Pull every line with "ImageSearchHandle" from the entries below.

═══ SUPPLIED RECORDS ═══

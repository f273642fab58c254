use super::ToastItem;
use crate::contexts::toast::ToastContext;
use yew::prelude::*;

/// Stack of active toasts in the top right corner, oldest on top.
#[function_component]
pub fn ToastContainer() -> Html {
    let Some(context) = use_context::<ToastContext>() else {
        return html! {};
    };

    if context.toasts.is_empty() {
        return html! {};
    }

    html! {
        <div class="fixed top-4 right-4 z-50 space-y-3 max-w-sm w-full" role="status" aria-live="polite">
            {for context.toasts.iter().map(|toast| {
                html! {
                    <ToastItem key={toast.id.to_string()} toast={toast.clone()} />
                }
            })}
        </div>
    }
}
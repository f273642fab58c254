pub mod image_gallery;
pub mod image_gallery_item;
pub mod load_more_button;
pub mod loader;
pub mod modal;
pub mod search_form;
pub mod toast;

pub use image_gallery::ImageGallery;
pub use image_gallery_item::ImageGalleryItem;
pub use load_more_button::LoadMoreButton;
pub use loader::Loader;
pub use modal::Modal;
pub use search_form::SearchForm;
pub use toast::ToastContainer;
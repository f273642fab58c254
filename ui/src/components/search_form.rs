use web_sys::HtmlInputElement;
use yew::prelude::*;

#[derive(Properties, PartialEq)]
pub struct Props {
    /// Receives the raw input. Returning true clears the field.
    pub on_submit: Callback<String, bool>,
}

/// Search bar with a single `query` input. Stays enabled while a fetch is in
/// flight so a new search can replace it.
#[function_component]
pub fn SearchForm(props: &Props) -> Html {
    let input_ref = use_node_ref();

    let on_submit = {
        let input_ref = input_ref.clone();
        let on_submit = props.on_submit.clone();

        Callback::from(move |e: SubmitEvent| {
            e.prevent_default();

            let Some(input) = input_ref.cast::<HtmlInputElement>() else {
                return;
            };
            if on_submit.emit(input.value()) {
                input.set_value("");
            }
        })
    };

    html! {
        <header class="sticky top-0 z-40 bg-neutral-900 py-3 shadow-md">
            <form
                onsubmit={on_submit}
                class="flex max-w-xl mx-auto rounded-md overflow-hidden bg-white"
            >
                <button
                    type="submit"
                    class="px-4 text-neutral-600 hover:text-neutral-900"
                >
                    {"Search"}
                </button>
                <input
                    ref={input_ref}
                    name="query"
                    type="text"
                    autocomplete="off"
                    autofocus=true
                    placeholder="Search images and photos"
                    class="flex-1 px-3 py-2 text-neutral-900 outline-none"
                />
            </form>
        </header>
    }
}
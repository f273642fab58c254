use yew::prelude::*;

#[derive(Properties, PartialEq)]
pub struct Props {
    pub on_click: Callback<()>,
    /// Disabled while a page is loading
    #[prop_or(false)]
    pub is_loading: bool,
}

#[function_component]
pub fn LoadMoreButton(props: &Props) -> Html {
    let class = if props.is_loading {
        "px-6 py-2 rounded-md text-sm font-medium text-neutral-400 \
         bg-neutral-100 cursor-not-allowed"
    } else {
        "px-6 py-2 rounded-md text-sm font-medium text-white bg-blue-600 \
         hover:bg-blue-700 transition-colors duration-200"
    };

    html! {
        <div class="flex justify-center pb-8">
            <button
                type="button"
                onclick={props.on_click.reform(|_| ())}
                disabled={props.is_loading}
                {class}
            >
                {"Load more"}
            </button>
        </div>
    }
}
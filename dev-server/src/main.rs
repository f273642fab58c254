//! Development server for UI work
//!
//! Runs the stand-in search api with the demo catalog on a fixed port, so the
//! UI can be built against it without a real api key.
//!
//! Usage: cargo run -p dev-server

use anyhow::Result;
use search_api::{
    Catalog, Config,
    telemetry::{get_subscriber, init_subscriber, log_error},
};
use secrecy::{ExposeSecret, SecretString};
use tracing::info;

const DEFAULT_PORT: u16 = 8001;
const DEFAULT_API_KEY: &str = "dev-key";

#[tokio::main]
async fn main() -> Result<()> {
    let _ = dotenvy::dotenv();
    init_subscriber(get_subscriber("info"))?;

    info!("🚀 Starting image search development server");

    let api_key = std::env::var("API_KEY")
        .unwrap_or_else(|_| DEFAULT_API_KEY.to_string());
    let mut config = Config {
        ip: "127.0.0.1".into(),
        port: DEFAULT_PORT,
        api_key: SecretString::from(api_key),
        allowed_origins: vec!["*".to_string()],
    };

    let catalog = Catalog::demo();
    let server = search_api::build(&mut config, catalog.clone())?;
    tokio::spawn(async move {
        if let Err(e) = server.await {
            log_error(e);
        }
    });

    info!("🎯 Development server ready!");
    info!("   API: http://127.0.0.1:{}/api/", config.port);
    info!(
        "   UI:  cd ui && SEARCH_API_URL=http://127.0.0.1:{} SEARCH_API_KEY={} trunk serve",
        config.port,
        config.api_key.expose_secret()
    );
    info!("");
    test_helpers::mock::print_summary(&catalog);
    info!("");
    info!("👋 Press Ctrl+C to shutdown");

    tokio::signal::ctrl_c().await?;
    info!("🛑 Shutting down development server");
    Ok(())
}
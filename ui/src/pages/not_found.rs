use yew::prelude::*;

#[function_component]
pub fn NotFoundPage() -> Html {
    html! {
        <div class="text-center">
            <h1 class="text-4xl font-bold text-gray-900 dark:text-white">{"404"}</h1>
            <p class="text-gray-600 dark:text-gray-300">{"Page not found"}</p>
        </div>
    }
}
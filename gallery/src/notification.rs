use derive_more::Display;

use crate::ValidationError;

/// How a notification should be presented.
#[derive(Debug, Clone, Copy, PartialEq, Eq)]
pub enum Severity {
    Success,
    Error,
}

/// A transient message for the user. `Display` gives the text to show.
#[derive(Debug, Clone, PartialEq, Eq, Display)]
pub enum Notification {
    #[display("Please fill the form!")]
    ValidationFailed,
    #[display("We could not find the images you requested =(")]
    NoResults,
    #[display("Something went wrong, please reload website!")]
    FetchFailed,
    #[display("We found {total_hits} images=)")]
    Found { total_hits: u32 },
    #[display(
        "These are all our images for this category=) Try to search something else!"
    )]
    AllLoaded,
}

impl Notification {
    pub fn severity(&self) -> Severity {
        match self {
            Self::ValidationFailed | Self::NoResults | Self::FetchFailed => {
                Severity::Error
            }
            Self::Found { .. } | Self::AllLoaded => Severity::Success,
        }
    }
}

impl From<ValidationError> for Notification {
    fn from(_: ValidationError) -> Self {
        Self::ValidationFailed
    }
}
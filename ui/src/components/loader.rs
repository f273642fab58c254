use yew::prelude::*;

#[function_component]
pub fn Loader() -> Html {
    html! {
        <div class="flex justify-center py-6" role="progressbar" aria-label="Loading">
            <div class="h-10 w-10 rounded-full border-4 border-neutral-300
                        border-t-blue-600 animate-spin" />
        </div>
    }
}
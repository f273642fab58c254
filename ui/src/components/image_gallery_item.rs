use payloads::Image;
use yew::prelude::*;

#[derive(Properties, PartialEq)]
pub struct Props {
    pub image: Image,
    pub on_select: Callback<Image>,
}

#[function_component]
pub fn ImageGalleryItem(props: &Props) -> Html {
    let onclick = {
        let image = props.image.clone();
        props.on_select.reform(move |_: MouseEvent| image.clone())
    };

    html! {
        <li class="rounded-sm overflow-hidden shadow-md">
            <img
                src={props.image.webformat_url.clone()}
                alt={props.image.tags.clone()}
                loading="lazy"
                {onclick}
                class="w-full h-64 object-cover cursor-zoom-in
                       transition-transform duration-200 hover:scale-105"
            />
        </li>
    }
}
use tracing::Subscriber;
use tracing::subscriber::set_global_default;
use tracing_log::LogTracer;
use tracing_subscriber::{EnvFilter, Registry, fmt, layer::SubscriberExt};

/// Log an error using the alternate selector, which emits the error chain.
pub fn log_error(e: impl Into<anyhow::Error>) {
    let e: anyhow::Error = e.into();
    tracing::error!("{e:#}");
}

/// Pretty stderr subscriber. `RUST_LOG` wins over `default_filter` when set.
pub fn get_subscriber(default_filter: &str) -> impl Subscriber + Sync + Send {
    let env_filter = EnvFilter::try_from_default_env()
        .unwrap_or_else(|_| EnvFilter::new(default_filter));
    let stderr = fmt::Layer::new()
        .with_writer(std::io::stderr)
        .pretty()
        .with_span_events(fmt::format::FmtSpan::CLOSE);
    Registry::default().with(env_filter).with(stderr)
}

/// Register a subscriber as the global default and route `log` records
/// through it. Fails if a global subscriber is already set, so tests that
/// spawn many servers should ignore the error.
pub fn init_subscriber(
    subscriber: impl Subscriber + Sync + Send,
) -> anyhow::Result<()> {
    LogTracer::init()?;
    set_global_default(subscriber)?;
    Ok(())
}

#[cfg(test)]
mod tests {
    use std::io;
    use std::sync::{Arc, Mutex};

    use anyhow::Context;

    use super::*;

    #[derive(Clone, Default)]
    struct Captured(Arc<Mutex<Vec<u8>>>);

    impl io::Write for Captured {
        fn write(&mut self, buf: &[u8]) -> io::Result<usize> {
            self.0.lock().unwrap().extend_from_slice(buf);
            Ok(buf.len())
        }

        fn flush(&mut self) -> io::Result<()> {
            Ok(())
        }
    }

    #[test]
    fn log_error_emits_the_whole_chain() {
        let captured = Captured::default();
        let writer = captured.clone();
        let subscriber = fmt::Subscriber::builder()
            .with_writer(move || writer.clone())
            .with_ansi(false)
            .finish();

        let error = Err::<(), _>(io::Error::other("connection reset"))
            .context("serving search api")
            .unwrap_err();
        tracing::subscriber::with_default(subscriber, || log_error(error));

        let output = String::from_utf8(captured.0.lock().unwrap().clone())
            .unwrap();
        assert!(output.contains("ERROR"), "{output}");
        assert!(
            output.contains("serving search api: connection reset"),
            "{output}"
        );
    }
}
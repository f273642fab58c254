use search_api::{
    Catalog, Config, build,
    telemetry::{get_subscriber, init_subscriber},
};

/// Stand-in image search API
///
/// Environment variables can be set directly or loaded from a .env file in the
/// project root.
///
/// Required environment variables:
/// - PORT: Server port
/// - API_KEY: Key clients must pass as the `key` query parameter
///
/// Optional environment variables:
/// - IP_ADDRESS: Server bind address (defaults to 127.0.0.1)
/// - ALLOWED_ORIGINS: CORS origins ("*" for any origin, or a comma-separated
///   list)
///
/// Example development command:
/// PORT=8001 API_KEY=dev-key cargo run -p search-api
#[actix_web::main]
async fn main() -> anyhow::Result<()> {
    // Silently ignored if the file doesn't exist
    let _ = dotenvy::dotenv();

    init_subscriber(get_subscriber("info"))?;

    let mut config = Config::from_env()?;
    let server = build(&mut config, Catalog::demo())?;
    tracing::info!("Serving demo catalog on {}:{}", config.ip, config.port);
    server.await?;
    Ok(())
}
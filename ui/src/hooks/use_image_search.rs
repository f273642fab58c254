use gallery::{FetchRequest, GalleryState, Notification};
use jiff::Timestamp;
use yew::prelude::*;
use yewdux::prelude::*;

use crate::{
    State,
    contexts::toast::{ToastHandle, use_toast},
    get_api_client,
};

pub struct ImageSearchHandle {
    pub gallery: GalleryState,
    /// Takes the raw form input. Returns true when the query was accepted
    /// and the form should be cleared.
    pub on_submit: Callback<String, bool>,
    pub on_load_more: Callback<()>,
}

/// Hook driving the search screen.
///
/// Submitting and loading more go through the gallery state machine in the
/// global store. Each transition that yields a fetch spawns it, and the result
/// is settled back into the store; the resulting notifications become toasts.
#[hook]
pub fn use_image_search() -> ImageSearchHandle {
    let (state, dispatch) = use_store::<State>();
    let toasts = use_toast();

    let on_submit = {
        let dispatch = dispatch.clone();
        let toasts = toasts.clone();
        Callback::from(move |raw: String| {
            let mut submission = None;
            dispatch.reduce_mut(|state| {
                submission =
                    Some(submit_query(&mut state.gallery, &raw, Timestamp::now()));
            });
            let Some(submission) = submission else {
                return false;
            };

            let clears_input = submission.clears_input();
            match submission {
                Submission::Fetch(request) => {
                    spawn_fetch(dispatch.clone(), toasts.clone(), request)
                }
                Submission::Rejected(notification) => {
                    toasts.notify(&notification)
                }
            }
            clears_input
        })
    };

    let on_load_more = Callback::from(move |_: ()| {
        let mut request = None;
        dispatch.reduce_mut(|state| request = state.gallery.load_more());

        if let Some(request) = request {
            spawn_fetch(dispatch.clone(), toasts.clone(), request);
        }
    });

    ImageSearchHandle {
        gallery: state.gallery.clone(),
        on_submit,
        on_load_more,
    }
}

/// What a form submission turned into.
#[derive(Debug, PartialEq)]
enum Submission {
    /// Accepted. Any fetch still in flight is superseded by this one.
    Fetch(FetchRequest),
    /// Nothing changed; the user is told why.
    Rejected(Notification),
}

impl Submission {
    /// The form keeps its text when the input was rejected.
    fn clears_input(&self) -> bool {
        matches!(self, Self::Fetch(_))
    }
}

fn submit_query(
    gallery: &mut GalleryState,
    raw: &str,
    now: Timestamp,
) -> Submission {
    match gallery.submit(raw, now) {
        Ok(request) => Submission::Fetch(request),
        Err(e) => {
            tracing::debug!("rejected search input: {e}");
            Submission::Rejected(Notification::from(e))
        }
    }
}

/// Run one fetch and settle it into the store.
fn spawn_fetch(
    dispatch: Dispatch<State>,
    toasts: ToastHandle,
    request: FetchRequest,
) {
    yew::platform::spawn_local(async move {
        let api_client = get_api_client();
        let outcome =
            api_client.search_images(&request.term, request.page).await;

        let mut notifications = Vec::new();
        dispatch.reduce_mut(|state| {
            notifications = state.gallery.settle(request.generation, outcome);
        });

        for notification in &notifications {
            toasts.notify(notification);
        }
    });
}

#[cfg(test)]
mod tests {
    use super::*;

    fn now() -> Timestamp {
        Timestamp::from_millisecond(1_700_000_000_000).unwrap()
    }

    #[test]
    fn blank_input_is_rejected_with_one_notification() {
        let mut gallery = GalleryState::default();

        let submission = submit_query(&mut gallery, "   ", now());

        assert_eq!(
            submission,
            Submission::Rejected(Notification::ValidationFailed)
        );
        assert!(!submission.clears_input());
        assert_eq!(gallery, GalleryState::default());
    }

    #[test]
    fn accepted_input_clears_the_form() {
        let mut gallery = GalleryState::default();

        let submission = submit_query(&mut gallery, " cats ", now());

        let Submission::Fetch(request) = &submission else {
            panic!("expected a fetch, got {submission:?}");
        };
        assert_eq!((request.term.as_str(), request.page), ("cats", 1));
        assert!(submission.clears_input());
    }

    #[test]
    fn search_while_loading_replaces_pending_fetch() {
        let mut gallery = GalleryState::default();
        let Submission::Fetch(first) = submit_query(&mut gallery, "cats", now())
        else {
            panic!("cats should be accepted");
        };
        assert!(gallery.is_loading());

        let second = submit_query(&mut gallery, "dogs", now());
        let Submission::Fetch(second) = second else {
            panic!("a search during a fetch should be accepted");
        };
        assert!(second.generation > first.generation);
        assert_eq!(gallery.search_term(), Some("dogs"));

        let stale = gallery
            .settle(first.generation, Ok::<_, String>(Default::default()));
        assert!(stale.is_empty());
        assert!(gallery.is_loading());
    }
}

═══

## RESULT OF THIS EXERCISE
pub struct ImageSearchHandle {
pub fn use_image_search() -> ImageSearchHandle {
    ImageSearchHandle {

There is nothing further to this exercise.